“In the best interests of the child…”
You will not see this phrase in the language of the first tribal foster care and guardianship program to be eligible for federal payments under Title IV-E of the Social Security Act.
For the Port Gamble S’Klallam Tribe, caring for its children means a broader concern for the whole community.
“There’s a lot of federal language that’s historically been used against Indian children,” said Andrea Smith, the attorney for the tribe’s Children and Family Services. “Historically, ‘in the best interests of the child’ was usually used to pull children out of their homes. We don’t use that language in our code.”
The Port Gamble S’Klallam Tribe has about 1,226 enrolled members and is located in the northern portion of the Kitsap Peninsula surrounded by the Puget Sound.
It applied for, and is the first tribe to receive, approval from the Administration for Children and Families (ACF) to get federal funding for its foster/guardianship/adoption program. Tribes have been eligible for the approval as of October 2009, when Public Law 110-351 went into effect and provided tribes with the option to operate foster care, adoption assistance and kinship guardianship assistance programs, according to the Federal Register.
The Port Gamble S’Klallam have 18 licensed homes, on and off the reservation, for foster or guardianship care. Currently 28 children who are tribal members are in out-of-home care, often within the children’s own extended families.
“One hundred percent of our kids are in our program,” said Jolene Sullivan George, director of the tribe’s Children and Family Services. “So we’re not losing any of our kids, which historically had been an issue. They are maintained within the community.”
Before Public Law 110-351 took effect, Port Gamble S’Klallam children who needed foster care would be placed in homes licensed by the state, usually outside the tribal community, sometimes for most of their childhood. Many adult tribal members related stories of growing up completely separated from their culture and feeling lost when they turned 18 and left foster care.
“We have one elder specifically who has been pretty vocal about her experience in foster care,” said George. “As an adult, she didn’t even know where her family was from. For her to come back home here to the reservation was very exciting for her. She didn’t have the connection to the community any more. Several other adults have had similar experiences.”
The tribe already had a Title IV-E intergovernmental agreement with the state of Washington, so the transition should be smooth, George said. “We actually have a wonderful working relationship with Washington state. We have always been able to work with any issues that came up.”
Some care arrangements through the tribal program place children into the home of other relatives. Those relatives can then get assistance to continue caring for the children, which had not been the case in the past.
“We’re a pretty small community, pretty close-knit,” George said. “We don’t see kids bounce around from home to home because of the level of support we can provide.”
Staying on the reservation keeps children connected to the community and to their families, even if the parents are not capable of being the primary caregivers. “Their parents are never really completely out of the picture,” George said. “By keeping them connected, our kids don’t get that feeling of loss.”
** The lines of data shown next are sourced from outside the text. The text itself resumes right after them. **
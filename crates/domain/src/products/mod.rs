/// Product aggregate
pub mod aggregate;

/// Commands
pub mod commands;

/// Events
pub mod events;

/// View (read model)
pub mod view;

pub use aggregate::{Product, Services, StockOperation, AGGREGATE_TYPE};
pub use commands::Command;
pub use events::Event;
pub use view::{Query, View};
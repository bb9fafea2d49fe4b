use std::sync::Arc;

use async_trait::async_trait;
use cqrs_es::{EventEnvelope, Query};
use derive_new::new;

use domain::orders::{self, Order};
use domain::payments::{self, Payment};
use domain::prescriptions::{self, Prescription};
use domain::tickets::{self, SupportTicket};

use crate::notifications::{NotificationCategory, NotificationSink};

const RESPONSE_PREVIEW_LIMIT: usize = 50;

/// Renders cents as a dollar amount for notification copy.
fn format_amount(cents: u64) -> String {
    format!("${}.{:02}", cents / 100, cents % 100)
}

fn preview(text: &str) -> String {
    if text.chars().count() > RESPONSE_PREVIEW_LIMIT {
        let cut: String = text.chars().take(RESPONSE_PREVIEW_LIMIT).collect();
        format!("{}...", cut)
    } else {
        text.to_string()
    }
}

async fn deliver(
    sink: &Arc<dyn NotificationSink>,
    user_id: &str,
    title: &str,
    body: &str,
    category: NotificationCategory,
) {
    if let Err(err) = sink.create(user_id, title, body, category).await {
        tracing::error!(%err, user_id, title, "dropping undeliverable notification");
    }
}

/// Announces order transitions to the owning customer. Confirmation is not
/// announced here; the payment-success notification already names the order.
#[derive(new)]
pub struct OrderNotifier {
    sink: Arc<dyn NotificationSink>,
}

#[async_trait]
impl Query<Order> for OrderNotifier {
    async fn dispatch(&self, _aggregate_id: &str, events: &[EventEnvelope<Order>]) {
        for envelope in events {
            let (user_id, title, body) = match &envelope.payload {
                orders::Event::Created {
                    id,
                    customer_id,
                    total_cents,
                    ..
                } => (
                    customer_id,
                    "Order Placed",
                    format!(
                        "Order #{} for {} has been placed and is awaiting payment",
                        id,
                        format_amount(*total_cents)
                    ),
                ),
                orders::Event::Shipped { id, customer_id, .. } => (
                    customer_id,
                    "Order Shipped",
                    format!("Order #{} has been shipped", id),
                ),
                orders::Event::Cancelled { id, customer_id, .. } => (
                    customer_id,
                    "Order Cancelled",
                    format!("Order #{} has been cancelled", id),
                ),
                _ => continue,
            };
            deliver(
                &self.sink,
                user_id,
                title,
                &body,
                NotificationCategory::OrderUpdate,
            )
            .await;
        }
    }
}

/// Announces payment outcomes to the paying customer.
#[derive(new)]
pub struct PaymentNotifier {
    sink: Arc<dyn NotificationSink>,
}

#[async_trait]
impl Query<Payment> for PaymentNotifier {
    async fn dispatch(&self, _aggregate_id: &str, events: &[EventEnvelope<Payment>]) {
        for envelope in events {
            let (user_id, title, body) = match &envelope.payload {
                payments::Event::Initiated {
                    order_id,
                    customer_id,
                    amount_cents,
                    ..
                } => (
                    customer_id,
                    "Payment Initiated",
                    format!(
                        "Payment of {} has been initiated for order #{}",
                        format_amount(*amount_cents),
                        order_id
                    ),
                ),
                payments::Event::Completed {
                    order_id,
                    customer_id,
                    ..
                } => (
                    customer_id,
                    "Payment Successful",
                    format!("Payment completed for order #{}", order_id),
                ),
                payments::Event::Failed {
                    order_id,
                    customer_id,
                    ..
                } => (
                    customer_id,
                    "Payment Failed",
                    format!("Payment failed for order #{}", order_id),
                ),
                payments::Event::Refunded {
                    order_id,
                    customer_id,
                    amount_cents,
                    ..
                } => (
                    customer_id,
                    "Payment Refunded",
                    format!(
                        "Payment of {} for order #{} has been refunded",
                        format_amount(*amount_cents),
                        order_id
                    ),
                ),
            };
            deliver(
                &self.sink,
                user_id,
                title,
                &body,
                NotificationCategory::PaymentUpdate,
            )
            .await;
        }
    }
}

/// Announces review outcomes to the uploading customer.
#[derive(new)]
pub struct PrescriptionNotifier {
    sink: Arc<dyn NotificationSink>,
}

#[async_trait]
impl Query<Prescription> for PrescriptionNotifier {
    async fn dispatch(&self, _aggregate_id: &str, events: &[EventEnvelope<Prescription>]) {
        for envelope in events {
            let (user_id, title, body) = match &envelope.payload {
                prescriptions::Event::Approved { customer_id, .. } => (
                    customer_id,
                    "Prescription Approved",
                    "Your prescription has been approved".to_string(),
                ),
                prescriptions::Event::Rejected {
                    customer_id,
                    reason,
                    ..
                } => (
                    customer_id,
                    "Prescription Rejected",
                    format!("Your prescription was rejected: {}", reason),
                ),
                prescriptions::Event::Uploaded { .. } => continue,
            };
            deliver(
                &self.sink,
                user_id,
                title,
                &body,
                NotificationCategory::PrescriptionUpdate,
            )
            .await;
        }
    }
}

/// Announces ticket activity: assignments go to the staff member, everything
/// else to the customer.
#[derive(new)]
pub struct TicketNotifier {
    sink: Arc<dyn NotificationSink>,
}

#[async_trait]
impl Query<SupportTicket> for TicketNotifier {
    async fn dispatch(&self, _aggregate_id: &str, events: &[EventEnvelope<SupportTicket>]) {
        for envelope in events {
            let (user_id, title, body) = match &envelope.payload {
                tickets::Event::Opened { id, customer_id, subject, .. } => (
                    customer_id,
                    "Support Ticket Created",
                    format!("Ticket #{} ({}) has been opened", id, subject),
                ),
                tickets::Event::Assigned { id, staff_id, .. } => (
                    staff_id,
                    "New Support Ticket",
                    format!("Ticket #{} has been assigned to you", id),
                ),
                tickets::Event::StatusChanged {
                    id,
                    customer_id,
                    status,
                    ..
                } => (
                    customer_id,
                    "Support Ticket Updated",
                    format!("Ticket #{} is now {}", id, status),
                ),
                tickets::Event::ResponseAdded {
                    customer_id,
                    response,
                    ..
                } => (
                    customer_id,
                    "Support Response",
                    preview(response),
                ),
            };
            deliver(
                &self.sink,
                user_id,
                title,
                &body,
                NotificationCategory::SupportUpdate,
            )
            .await;
        }
    }
}

#[cfg(test)]
mod tests {
    use super::*;

    #[test]
    fn amounts_render_as_dollars_and_cents() {
        assert_eq!(format_amount(1100), "$11.00");
        assert_eq!(format_amount(509), "$5.09");
        assert_eq!(format_amount(0), "$0.00");
    }

    #[test]
    fn long_responses_are_previewed() {
        let long = "a".repeat(60);
        let previewed = preview(&long);
        assert_eq!(previewed.len(), RESPONSE_PREVIEW_LIMIT + 3);
        assert!(previewed.ends_with("..."));
        assert_eq!(preview("short"), "short");
    }
}
use serde::{Deserialize, Serialize};

use super::aggregate::LineItem;

#[derive(Clone, Debug, Serialize, Deserialize, Eq, PartialEq)]
pub enum Command {
    /// Place a new order; stock for the lines is reserved by the caller
    Create {
        id: String,
        customer_id: String,
        items: Vec<LineItem>,
        requires_prescription: bool,
    },

    /// Record the single active payment for this order
    AttachPayment { payment_id: String },

    /// Release a payment that failed, allowing a new attempt
    DetachPayment { payment_id: String },

    /// Confirm after the attached payment completed
    Confirm { payment_id: String },

    /// Dispatch a confirmed order
    Ship,

    /// Cancel an order that has not shipped yet
    Cancel,
}
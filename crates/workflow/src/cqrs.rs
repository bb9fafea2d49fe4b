use std::collections::HashMap;
use std::sync::Arc;

use cqrs_es::persist::PersistenceError;
use cqrs_es::{Aggregate, AggregateError, CqrsFramework, Query, View};
use ulid::Ulid;

use domain::Error;

use crate::store::MemoryEventStore;
use crate::views::MemoryViewRepository;

pub type Cqrs<A> = Arc<CqrsFramework<A, MemoryEventStore<A>>>;

pub type OrderCqrs = Cqrs<domain::orders::Order>;
pub type OrderViews = MemoryViewRepository<domain::orders::View, domain::orders::Order>;

pub type PaymentCqrs = Cqrs<domain::payments::Payment>;
pub type PaymentViews = MemoryViewRepository<domain::payments::View, domain::payments::Payment>;

pub type PrescriptionCqrs = Cqrs<domain::prescriptions::Prescription>;
pub type PrescriptionViews =
    MemoryViewRepository<domain::prescriptions::View, domain::prescriptions::Prescription>;

pub type ProductCqrs = Cqrs<domain::products::Product>;
pub type ProductViews = MemoryViewRepository<domain::products::View, domain::products::Product>;

pub type TicketCqrs = Cqrs<domain::tickets::SupportTicket>;
pub type TicketViews = MemoryViewRepository<domain::tickets::View, domain::tickets::SupportTicket>;

pub fn init<A: Aggregate>(queries: Vec<Box<dyn Query<A>>>, services: A::Services) -> Cqrs<A> {
    Arc::new(CqrsFramework::new(
        MemoryEventStore::default(),
        queries,
        services,
    ))
}

/// Execute a command with a fresh command id in its metadata, translating
/// framework failures into domain errors. An optimistic-concurrency clash
/// surfaces as `Error::Conflict`.
pub(crate) async fn execute<A>(
    cqrs: &Cqrs<A>,
    aggregate_id: &str,
    command: A::Command,
) -> Result<(), Error>
where
    A: Aggregate<Error = Error>,
{
    let mut metadata = HashMap::new();
    metadata.insert("command_id".to_string(), Ulid::new().to_string());

    cqrs.execute_with_metadata(aggregate_id, command, metadata)
        .await
        .map_err(|err| convert(A::aggregate_type(), err))
}

fn convert(entity: String, err: AggregateError<Error>) -> Error {
    match err {
        AggregateError::UserError(err) => err,
        AggregateError::AggregateConflict => Error::Conflict { entity },
        AggregateError::DatabaseConnectionError(err)
        | AggregateError::DeserializationError(err)
        | AggregateError::UnexpectedError(err) => Error::Storage {
            message: err.to_string(),
        },
    }
}

/// Load a view or report the entity as missing.
pub(crate) async fn require_view<V, A>(
    views: &MemoryViewRepository<V, A>,
    id: &str,
) -> Result<V, Error>
where
    V: View<A> + Clone,
    A: Aggregate,
{
    use cqrs_es::persist::ViewRepository;

    match views.load(id).await {
        Ok(Some(view)) => Ok(view),
        Ok(None) => Err(Error::NotFound {
            entity: A::aggregate_type(),
        }),
        Err(err) => Err(storage(err)),
    }
}

fn storage(err: PersistenceError) -> Error {
    Error::Storage {
        message: err.to_string(),
    }
}
use std::collections::HashMap;
use std::marker::PhantomData;
use std::sync::Arc;

use async_trait::async_trait;
use cqrs_es::persist::{PersistenceError, ViewContext, ViewRepository};
use cqrs_es::{Aggregate, View};
use tokio::sync::RwLock;

/// In-memory view repository. Clones share the same storage, so one instance
/// can back the projector while another serves reads.
pub struct MemoryViewRepository<V, A> {
    views: Arc<RwLock<HashMap<String, (V, i64)>>>,
    _aggregate: PhantomData<A>,
}

impl<V, A> Default for MemoryViewRepository<V, A> {
    fn default() -> Self {
        Self {
            views: Arc::new(RwLock::new(HashMap::new())),
            _aggregate: PhantomData,
        }
    }
}

impl<V, A> Clone for MemoryViewRepository<V, A> {
    fn clone(&self) -> Self {
        Self {
            views: Arc::clone(&self.views),
            _aggregate: PhantomData,
        }
    }
}

impl<V, A> MemoryViewRepository<V, A>
where
    V: View<A> + Clone,
    A: Aggregate,
{
    /// All views matching the predicate, ordered by view id. Ids are ulids,
    /// so the order follows creation time.
    pub async fn select<F>(&self, predicate: F) -> Vec<V>
    where
        F: Fn(&V) -> bool,
    {
        let guard = self.views.read().await;
        let mut entries: Vec<(&String, &(V, i64))> = guard.iter().collect();
        entries.sort_by(|a, b| a.0.cmp(b.0));
        entries
            .into_iter()
            .filter(|(_, (view, _))| predicate(view))
            .map(|(_, (view, _))| view.clone())
            .collect()
    }
}

#[async_trait]
impl<V, A> ViewRepository<V, A> for MemoryViewRepository<V, A>
where
    V: View<A> + Clone,
    A: Aggregate,
{
    async fn load(&self, view_id: &str) -> Result<Option<V>, PersistenceError> {
        Ok(self
            .views
            .read()
            .await
            .get(view_id)
            .map(|(view, _)| view.clone()))
    }

    async fn load_with_context(
        &self,
        view_id: &str,
    ) -> Result<Option<(V, ViewContext)>, PersistenceError> {
        Ok(self.views.read().await.get(view_id).map(|(view, version)| {
            (view.clone(), ViewContext::new(view_id.to_string(), *version))
        }))
    }

    async fn update_view(&self, view: V, context: ViewContext) -> Result<(), PersistenceError> {
        self.views
            .write()
            .await
            .insert(context.view_instance_id, (view, context.version + 1));
        Ok(())
    }
}

#[cfg(test)]
mod tests {
    use cqrs_es::persist::ViewContext;
    use domain::products::{Product, View};

    use super::*;

    fn view(id: &str, stock_quantity: u32) -> View {
        View {
            aggregate_type: "Product".to_string(),
            command_id: "cmd-1".to_string(),
            id: id.to_string(),
            product: Product {
                id: id.to_string(),
                stock_quantity,
                ..Product::default()
            },
        }
    }

    #[tokio::test]
    async fn update_then_load_round_trips() {
        let repo = MemoryViewRepository::<View, Product>::default();
        repo.update_view(view("prod-1", 5), ViewContext::new("prod-1".to_string(), 0))
            .await
            .unwrap();

        let loaded = repo.load("prod-1").await.unwrap().unwrap();
        assert_eq!(loaded.product.stock_quantity, 5);

        let (_, context) = repo.load_with_context("prod-1").await.unwrap().unwrap();
        assert_eq!(context.version, 1);
    }

    #[tokio::test]
    async fn clones_share_storage() {
        let repo = MemoryViewRepository::<View, Product>::default();
        let other = repo.clone();
        repo.update_view(view("prod-1", 5), ViewContext::new("prod-1".to_string(), 0))
            .await
            .unwrap();

        assert!(other.load("prod-1").await.unwrap().is_some());
    }

    #[tokio::test]
    async fn select_filters_and_orders_by_id() {
        let repo = MemoryViewRepository::<View, Product>::default();
        repo.update_view(view("b", 2), ViewContext::new("b".to_string(), 0))
            .await
            .unwrap();
        repo.update_view(view("a", 9), ViewContext::new("a".to_string(), 0))
            .await
            .unwrap();
        repo.update_view(view("c", 1), ViewContext::new("c".to_string(), 0))
            .await
            .unwrap();

        let low = repo.select(|v| v.product.stock_quantity <= 2).await;
        let ids: Vec<&str> = low.iter().map(|v| v.id.as_str()).collect();
        assert_eq!(ids, vec!["b", "c"]);
    }
}
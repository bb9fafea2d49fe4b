/// Order aggregate
pub mod aggregate;

/// Commands
pub mod commands;

/// Events
pub mod events;

/// Collaborating services
pub mod services;

/// View (read model)
pub mod view;

pub use aggregate::{LineItem, Order, OrderStatus, AGGREGATE_TYPE};
pub use commands::Command;
pub use events::Event;
pub use services::{PrescriptionDirectory, Services};
pub use view::{Query, View};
Some off-reservation homes licensed by the Port Gamble S’Klallam’s Children and Family Services might be called upon to take children who are not tribal members, she said. “The state borrows beds from us.”
Not all licensed homes are tribal members. For instances, some families of the nearby Suquamish Tribe are licensed for foster care through the Port Gamble S’Klallam Tribe. “Generally people who apply for the program are closely connected to our community,” George said. Some have family members in both tribes.
The Children and Family Services staff will not increase with the new duties, she said. One staff member was moved from the tribal welfare program to specialize in the Title IV-E program. “We’re anxious to start claiming for her time,” George said. Now that the tribe has the ACF approval, it can get federal funding to help cover the cost of that position as well as money to help the families with the children.
Meanwhile, the tribe continues to build its program that serves the “best interests” of its children and its community. “We have case managers, we have our own tribal codes,” said Smith. “We have our own program that’s very culturally appropriate.”